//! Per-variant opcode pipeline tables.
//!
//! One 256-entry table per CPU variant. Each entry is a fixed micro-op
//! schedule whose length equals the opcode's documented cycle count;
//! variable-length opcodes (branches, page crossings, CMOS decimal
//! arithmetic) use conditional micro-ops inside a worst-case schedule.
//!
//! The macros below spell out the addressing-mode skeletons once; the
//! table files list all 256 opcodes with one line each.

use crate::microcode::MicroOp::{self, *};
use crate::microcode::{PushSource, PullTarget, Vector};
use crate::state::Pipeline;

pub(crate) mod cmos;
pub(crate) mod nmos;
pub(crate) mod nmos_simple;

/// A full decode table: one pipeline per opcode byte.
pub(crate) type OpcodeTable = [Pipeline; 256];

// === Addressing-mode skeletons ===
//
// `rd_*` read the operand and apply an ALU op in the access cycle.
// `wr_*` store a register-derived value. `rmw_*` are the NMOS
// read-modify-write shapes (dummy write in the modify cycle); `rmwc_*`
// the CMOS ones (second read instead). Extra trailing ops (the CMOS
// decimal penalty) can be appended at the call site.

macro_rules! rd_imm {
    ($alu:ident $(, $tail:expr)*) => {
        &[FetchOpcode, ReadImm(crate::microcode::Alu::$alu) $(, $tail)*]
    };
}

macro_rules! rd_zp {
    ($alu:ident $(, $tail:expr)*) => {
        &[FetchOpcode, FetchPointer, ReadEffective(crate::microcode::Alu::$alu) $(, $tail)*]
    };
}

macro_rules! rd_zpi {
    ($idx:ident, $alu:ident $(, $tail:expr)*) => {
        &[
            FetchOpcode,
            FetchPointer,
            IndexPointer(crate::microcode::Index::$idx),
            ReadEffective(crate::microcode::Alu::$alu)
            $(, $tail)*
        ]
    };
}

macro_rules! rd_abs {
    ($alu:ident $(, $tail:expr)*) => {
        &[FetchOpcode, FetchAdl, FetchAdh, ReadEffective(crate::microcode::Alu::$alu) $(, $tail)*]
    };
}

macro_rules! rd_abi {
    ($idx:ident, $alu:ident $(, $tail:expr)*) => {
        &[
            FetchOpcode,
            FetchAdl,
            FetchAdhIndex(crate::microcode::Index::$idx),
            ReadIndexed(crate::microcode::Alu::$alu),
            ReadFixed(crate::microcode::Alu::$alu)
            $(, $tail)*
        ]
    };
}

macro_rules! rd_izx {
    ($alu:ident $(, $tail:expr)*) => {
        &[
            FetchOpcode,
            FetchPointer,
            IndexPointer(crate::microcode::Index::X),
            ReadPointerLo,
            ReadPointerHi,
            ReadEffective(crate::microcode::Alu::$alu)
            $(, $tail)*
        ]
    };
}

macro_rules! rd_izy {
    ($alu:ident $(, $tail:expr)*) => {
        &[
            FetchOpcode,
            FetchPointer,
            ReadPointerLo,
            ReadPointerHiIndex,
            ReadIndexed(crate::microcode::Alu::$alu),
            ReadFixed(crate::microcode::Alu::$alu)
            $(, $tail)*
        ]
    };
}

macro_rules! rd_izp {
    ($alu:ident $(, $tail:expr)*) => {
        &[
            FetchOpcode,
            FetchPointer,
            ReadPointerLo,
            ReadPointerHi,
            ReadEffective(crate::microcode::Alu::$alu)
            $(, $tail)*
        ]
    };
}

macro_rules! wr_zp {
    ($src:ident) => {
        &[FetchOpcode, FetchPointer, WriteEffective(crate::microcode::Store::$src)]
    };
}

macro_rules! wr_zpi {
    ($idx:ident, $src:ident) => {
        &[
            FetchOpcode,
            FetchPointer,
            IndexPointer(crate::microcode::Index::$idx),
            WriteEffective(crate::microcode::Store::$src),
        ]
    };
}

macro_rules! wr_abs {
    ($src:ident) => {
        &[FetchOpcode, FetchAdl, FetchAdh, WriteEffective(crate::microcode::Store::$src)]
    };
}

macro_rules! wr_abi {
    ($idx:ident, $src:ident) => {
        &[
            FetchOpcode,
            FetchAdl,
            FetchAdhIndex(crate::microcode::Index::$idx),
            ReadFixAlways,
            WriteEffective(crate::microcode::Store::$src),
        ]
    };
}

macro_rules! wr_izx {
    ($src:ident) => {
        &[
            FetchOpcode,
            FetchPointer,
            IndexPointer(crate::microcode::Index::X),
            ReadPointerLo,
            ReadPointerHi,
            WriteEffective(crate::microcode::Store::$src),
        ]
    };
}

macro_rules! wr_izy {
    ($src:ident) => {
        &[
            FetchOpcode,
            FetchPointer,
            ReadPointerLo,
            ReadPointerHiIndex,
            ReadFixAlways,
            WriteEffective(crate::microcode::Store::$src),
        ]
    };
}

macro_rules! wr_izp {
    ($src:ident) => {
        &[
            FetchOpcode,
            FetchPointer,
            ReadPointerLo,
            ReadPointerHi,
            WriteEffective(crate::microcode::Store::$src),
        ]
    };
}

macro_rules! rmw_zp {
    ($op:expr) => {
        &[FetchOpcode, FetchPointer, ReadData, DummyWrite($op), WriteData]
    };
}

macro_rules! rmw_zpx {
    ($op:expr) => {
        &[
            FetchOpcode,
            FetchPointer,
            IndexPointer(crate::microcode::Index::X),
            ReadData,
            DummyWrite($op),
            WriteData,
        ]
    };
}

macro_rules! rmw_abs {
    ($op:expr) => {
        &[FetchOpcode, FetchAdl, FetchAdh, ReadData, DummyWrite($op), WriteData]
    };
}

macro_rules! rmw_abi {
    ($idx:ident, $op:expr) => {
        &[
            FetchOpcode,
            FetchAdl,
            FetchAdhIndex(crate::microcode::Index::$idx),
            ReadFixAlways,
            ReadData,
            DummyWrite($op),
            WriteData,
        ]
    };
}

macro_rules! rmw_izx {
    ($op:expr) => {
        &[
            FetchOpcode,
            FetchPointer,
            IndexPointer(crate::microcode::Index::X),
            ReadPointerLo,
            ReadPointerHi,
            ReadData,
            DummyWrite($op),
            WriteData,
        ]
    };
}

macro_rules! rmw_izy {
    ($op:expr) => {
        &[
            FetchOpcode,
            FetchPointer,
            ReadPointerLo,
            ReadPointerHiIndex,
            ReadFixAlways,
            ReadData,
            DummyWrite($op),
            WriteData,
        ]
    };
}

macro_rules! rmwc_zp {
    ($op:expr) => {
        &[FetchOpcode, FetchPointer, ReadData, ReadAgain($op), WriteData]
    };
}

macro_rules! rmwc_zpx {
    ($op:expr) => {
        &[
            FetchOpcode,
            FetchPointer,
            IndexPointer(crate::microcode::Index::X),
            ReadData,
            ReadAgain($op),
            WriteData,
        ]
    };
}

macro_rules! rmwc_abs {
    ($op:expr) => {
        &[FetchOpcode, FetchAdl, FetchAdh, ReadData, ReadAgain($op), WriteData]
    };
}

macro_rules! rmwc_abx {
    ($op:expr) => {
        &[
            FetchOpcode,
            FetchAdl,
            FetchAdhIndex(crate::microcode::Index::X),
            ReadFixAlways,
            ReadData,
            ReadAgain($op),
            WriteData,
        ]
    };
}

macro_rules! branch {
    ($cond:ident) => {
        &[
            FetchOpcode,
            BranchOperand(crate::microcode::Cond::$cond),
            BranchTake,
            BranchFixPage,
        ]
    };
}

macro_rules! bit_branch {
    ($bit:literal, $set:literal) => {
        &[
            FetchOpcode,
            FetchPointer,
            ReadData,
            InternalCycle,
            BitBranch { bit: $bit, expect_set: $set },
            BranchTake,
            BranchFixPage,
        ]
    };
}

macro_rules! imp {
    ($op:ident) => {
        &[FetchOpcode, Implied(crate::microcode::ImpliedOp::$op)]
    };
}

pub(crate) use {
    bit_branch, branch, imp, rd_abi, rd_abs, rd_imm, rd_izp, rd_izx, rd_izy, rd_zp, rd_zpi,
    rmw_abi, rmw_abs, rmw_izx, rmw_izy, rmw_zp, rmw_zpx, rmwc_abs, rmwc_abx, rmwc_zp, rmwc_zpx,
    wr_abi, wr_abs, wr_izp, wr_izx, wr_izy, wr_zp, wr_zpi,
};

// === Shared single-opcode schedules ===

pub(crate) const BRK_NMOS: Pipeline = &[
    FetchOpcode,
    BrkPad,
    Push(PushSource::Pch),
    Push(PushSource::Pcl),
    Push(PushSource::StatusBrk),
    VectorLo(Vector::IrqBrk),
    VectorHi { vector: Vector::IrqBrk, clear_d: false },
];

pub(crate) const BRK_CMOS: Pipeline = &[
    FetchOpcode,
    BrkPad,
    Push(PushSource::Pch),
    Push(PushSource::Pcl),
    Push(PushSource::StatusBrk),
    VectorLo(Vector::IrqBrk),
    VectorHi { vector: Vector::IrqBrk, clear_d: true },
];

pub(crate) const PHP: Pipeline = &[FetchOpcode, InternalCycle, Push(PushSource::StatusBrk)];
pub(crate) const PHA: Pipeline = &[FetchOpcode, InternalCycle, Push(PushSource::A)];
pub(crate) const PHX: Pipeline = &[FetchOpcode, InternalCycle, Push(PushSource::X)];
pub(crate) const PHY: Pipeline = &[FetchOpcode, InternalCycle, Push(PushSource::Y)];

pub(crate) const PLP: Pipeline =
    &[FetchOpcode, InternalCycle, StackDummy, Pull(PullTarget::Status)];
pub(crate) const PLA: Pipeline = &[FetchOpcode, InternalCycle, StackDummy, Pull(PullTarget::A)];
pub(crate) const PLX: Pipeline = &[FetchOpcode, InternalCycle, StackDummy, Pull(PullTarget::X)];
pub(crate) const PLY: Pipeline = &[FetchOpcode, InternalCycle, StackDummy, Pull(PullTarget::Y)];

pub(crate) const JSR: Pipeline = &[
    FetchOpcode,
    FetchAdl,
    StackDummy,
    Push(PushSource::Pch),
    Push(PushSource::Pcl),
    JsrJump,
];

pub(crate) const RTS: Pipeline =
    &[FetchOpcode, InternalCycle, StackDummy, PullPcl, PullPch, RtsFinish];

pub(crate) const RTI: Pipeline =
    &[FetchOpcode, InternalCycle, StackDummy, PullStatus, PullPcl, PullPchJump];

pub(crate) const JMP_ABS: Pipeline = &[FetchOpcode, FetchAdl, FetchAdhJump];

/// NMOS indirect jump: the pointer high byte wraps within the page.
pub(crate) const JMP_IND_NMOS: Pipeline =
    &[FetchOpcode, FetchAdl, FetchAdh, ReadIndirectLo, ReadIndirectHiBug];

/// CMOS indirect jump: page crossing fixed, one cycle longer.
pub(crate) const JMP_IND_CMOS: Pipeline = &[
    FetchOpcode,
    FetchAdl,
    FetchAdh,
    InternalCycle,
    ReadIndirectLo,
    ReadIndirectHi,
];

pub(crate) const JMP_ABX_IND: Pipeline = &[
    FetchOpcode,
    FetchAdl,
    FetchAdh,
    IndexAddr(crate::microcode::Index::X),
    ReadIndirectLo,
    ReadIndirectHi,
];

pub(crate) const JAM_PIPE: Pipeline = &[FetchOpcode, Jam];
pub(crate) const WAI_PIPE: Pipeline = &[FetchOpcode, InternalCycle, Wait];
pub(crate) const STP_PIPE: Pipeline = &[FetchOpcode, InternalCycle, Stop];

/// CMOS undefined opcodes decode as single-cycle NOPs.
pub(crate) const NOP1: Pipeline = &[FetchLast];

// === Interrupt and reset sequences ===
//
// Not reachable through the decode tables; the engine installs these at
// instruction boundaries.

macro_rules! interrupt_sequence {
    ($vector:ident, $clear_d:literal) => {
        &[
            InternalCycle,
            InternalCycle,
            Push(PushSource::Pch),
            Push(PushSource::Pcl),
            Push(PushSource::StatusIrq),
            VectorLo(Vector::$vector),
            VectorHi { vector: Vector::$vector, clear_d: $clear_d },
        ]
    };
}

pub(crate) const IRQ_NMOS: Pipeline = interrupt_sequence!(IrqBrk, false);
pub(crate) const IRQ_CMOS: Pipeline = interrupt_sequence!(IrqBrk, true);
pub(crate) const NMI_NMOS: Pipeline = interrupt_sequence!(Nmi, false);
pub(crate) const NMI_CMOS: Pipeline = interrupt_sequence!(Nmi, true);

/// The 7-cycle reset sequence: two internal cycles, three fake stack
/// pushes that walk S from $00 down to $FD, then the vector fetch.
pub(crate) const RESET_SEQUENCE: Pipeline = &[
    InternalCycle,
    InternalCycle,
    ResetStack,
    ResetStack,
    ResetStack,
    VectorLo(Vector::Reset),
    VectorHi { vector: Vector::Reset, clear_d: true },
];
============================================================
# Exercise instructions:
Of the lines above, copy each one that contains the word "ReadAgain".

# Your solution:
        &[FetchOpcode, FetchPointer, ReadData, ReadAgain($op), WriteData]
            ReadAgain($op),
        &[FetchOpcode, FetchAdl, FetchAdh, ReadData, ReadAgain($op), WriteData]
            ReadAgain($op),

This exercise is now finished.